Our hero is the poised, polished, and resourceful concierge at the Grand Budapest Hotel, Monsieur Gustave H., who is played to the absolute hilt by Ralph Fiennes.
In addition to his many duties at the hotel, Gustave also makes time to romance wealthy, elderly women who visit the Grand Budapest. When one such countess (played by Tilda Swinton, who is aged convincingly under layers of makeup) meets her untimely end, Gustave is bequeathed an incredibly valuable painting.
This development infuriates the Countess’ generally horrible family, especially her son Dimitri (Adrien Brody), but before anyone can stop him Gustave flees with the painting with the help of his most trusted associate, Zero (Toni Revolori), a lobby boy from the Grand Budapest.
What follows is a series of manhunts, conspiracies, jailbreaks, and funicular rides all carried out in the most Anderson-ian of ways.
But the fun of a Wes Anderson movie isn’t in how he executes the plot but more in how he doodles in the margins.
Anderson is a master of the absurdly sublime, granted those words can also be used to describe an NPR fund drive (and his detractors would claim his movies are just as exciting) but I like to think it marks the exact point where wackiness meets sweetness. Sort of like Monty Python mixed with “Anne of Green Gables.”
What is also great about Anderson is his ability to perfectly cast his movies, and by now he’s built up an impressive stable of actors suited to his sensibilities that he can drop in wherever he needs them.
Sure you can set your watch by the Jason Schwartzman, Owen Wilson, and Bill Murray appearances, but “The Grand Budapest Hotel” boasts some of the finest actor-to-character matchings you’ll see anywhere.
F. Murray Abraham appears as an older, world-weary Zero who narrates most of the story by telling it all to a writer played by Jude Law.
Then you have Willem Dafoe as a menacing henchman, Jeff Goldblum as a mannered, meticulous lawyer, Saoirse Ronan as a baker’s daughter, and Zero’s love interest, Harvey Keitel as a shirtless, tattooed inmate, and Edward Norton as a noble, dogged military inspector.
But this is Fiennes’ movie and maybe the only actor to ever outshine the director in a Wes Anderson movie (I will hear your case for Gene Hackman in “The Royal Tenenbaums”).
Fiennes rarely shows his comedic side, but his timing and delivery as Gustave sort of makes you wish he had taken a John C. Reilly career turn.
His character flows effortlessly from an outsized sense of decorum to profane outbursts to the deepest of sincerity. The world seems to dance to Gustave’s tune as he embodies the very best ideals of Old World Europe.

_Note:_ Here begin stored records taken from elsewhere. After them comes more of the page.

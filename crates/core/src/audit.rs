use std::collections::BTreeMap;
use std::sync::{Arc, Mutex};

use chrono::{DateTime, Utc};
use serde::{Deserialize, Serialize};
use uuid::Uuid;

use crate::domain::actor::ActorId;
use crate::domain::credential::ProviderKind;
use crate::domain::tenant::TenantId;

#[derive(Clone, Copy, Debug, PartialEq, Eq, Serialize, Deserialize)]
#[serde(rename_all = "snake_case")]
pub enum AuditAction {
    Invoke,
    ToolCall,
    Reply,
}

impl AuditAction {
    pub fn as_str(self) -> &'static str {
        match self {
            Self::Invoke => "invoke",
            Self::ToolCall => "tool_call",
            Self::Reply => "reply",
        }
    }

    pub fn parse_lossy(value: &str) -> Self {
        match value {
            "tool_call" => Self::ToolCall,
            "reply" => Self::Reply,
            _ => Self::Invoke,
        }
    }
}

/// One immutable record of something the assistant did on a tenant's behalf.
/// Append-only: this subsystem never updates or deletes entries.
#[derive(Clone, Debug, PartialEq, Serialize, Deserialize)]
pub struct AuditEntry {
    pub entry_id: String,
    pub tenant_id: TenantId,
    pub actor_id: ActorId,
    pub action: AuditAction,
    pub tool_name: Option<String>,
    pub provider: Option<ProviderKind>,
    pub model_name: Option<String>,
    pub tokens_in: Option<u32>,
    pub tokens_out: Option<u32>,
    pub latency_ms: Option<u64>,
    pub success: bool,
    pub error_message: Option<String>,
    pub metadata: BTreeMap<String, String>,
    pub occurred_at: DateTime<Utc>,
}

impl AuditEntry {
    pub fn new(tenant_id: TenantId, actor_id: ActorId, action: AuditAction, success: bool) -> Self {
        Self {
            entry_id: Uuid::new_v4().to_string(),
            tenant_id,
            actor_id,
            action,
            tool_name: None,
            provider: None,
            model_name: None,
            tokens_in: None,
            tokens_out: None,
            latency_ms: None,
            success,
            error_message: None,
            metadata: BTreeMap::new(),
            occurred_at: Utc::now(),
        }
    }

    pub fn with_tool(mut self, tool_name: impl Into<String>) -> Self {
        self.tool_name = Some(tool_name.into());
        self
    }

    pub fn with_provider(mut self, provider: ProviderKind, model_name: impl Into<String>) -> Self {
        self.provider = Some(provider);
        self.model_name = Some(model_name.into());
        self
    }

    pub fn with_tokens(mut self, tokens_in: u32, tokens_out: u32) -> Self {
        self.tokens_in = Some(tokens_in);
        self.tokens_out = Some(tokens_out);
        self
    }

    pub fn with_latency(mut self, latency_ms: u64) -> Self {
        self.latency_ms = Some(latency_ms);
        self
    }

    pub fn with_error(mut self, message: impl Into<String>) -> Self {
        self.error_message = Some(message.into());
        self
    }

    pub fn with_metadata(mut self, key: impl Into<String>, value: impl Into<String>) -> Self {
        self.metadata.insert(key.into(), value.into());
        self
    }
}

/// Sink for audit entries. `emit` is infallible at this boundary: an
/// implementation that can fail must absorb the failure itself. Audit is
/// never the reason a primary request fails.
pub trait AuditSink: Send + Sync {
    fn emit(&self, entry: AuditEntry);
}

#[derive(Clone, Default)]
pub struct InMemoryAuditSink {
    entries: Arc<Mutex<Vec<AuditEntry>>>,
}

impl InMemoryAuditSink {
    pub fn entries(&self) -> Vec<AuditEntry> {
        match self.entries.lock() {
            Ok(entries) => entries.clone(),
            Err(poisoned) => poisoned.into_inner().clone(),
        }
    }
}

impl AuditSink for InMemoryAuditSink {
    fn emit(&self, entry: AuditEntry) {
        match self.entries.lock() {
            Ok(mut entries) => entries.push(entry),
            Err(poisoned) => poisoned.into_inner().push(entry),
        }
    }
}

#[cfg(test)]
mod tests {
    use crate::audit::{AuditAction, AuditEntry, AuditSink, InMemoryAuditSink};
    use crate::domain::actor::ActorId;
    use crate::domain::credential::ProviderKind;
    use crate::domain::tenant::TenantId;

    #[test]
    fn in_memory_sink_records_entries_with_builder_fields() {
        let sink = InMemoryAuditSink::default();
        sink.emit(
            AuditEntry::new(
                TenantId("tenant-a".to_string()),
                ActorId("user-1".to_string()),
                AuditAction::Reply,
                true,
            )
            .with_provider(ProviderKind::Anthropic, "claude-sonnet")
            .with_tokens(1200, 340)
            .with_latency(812)
            .with_metadata("fallback", "false"),
        );

        let entries = sink.entries();
        assert_eq!(entries.len(), 1);
        assert_eq!(entries[0].tenant_id.as_str(), "tenant-a");
        assert_eq!(entries[0].action, AuditAction::Reply);
        assert_eq!(entries[0].provider, Some(ProviderKind::Anthropic));
        assert_eq!(entries[0].tokens_out, Some(340));
        assert_eq!(entries[0].metadata.get("fallback").map(String::as_str), Some("false"));
    }

    #[test]
    fn failed_tool_call_carries_error_but_no_tokens() {
        let sink = InMemoryAuditSink::default();
        sink.emit(
            AuditEntry::new(
                TenantId("tenant-a".to_string()),
                ActorId("user-1".to_string()),
                AuditAction::ToolCall,
                false,
            )
            .with_tool("update_account_budget")
            .with_error("input validation failed"),
        );

        let entries = sink.entries();
        assert!(!entries[0].success);
        assert_eq!(entries[0].tool_name.as_deref(), Some("update_account_budget"));
        assert_eq!(entries[0].tokens_in, None);
    }
}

The only thing he can’t seem to manage is the march of time and the foreboding darkness and destruction that marks the beginnings of the Second World War.
Just like its namesake, there is something outrageously regal about the movie “The Grand Budapest Hotel” that makes it a warm and exciting place to check into. Just don’t bother the concierge unless you absolutely have to. He is a very busy man.
“The Grand Budapest Hotel” is rated R for language, sexual content, and violence.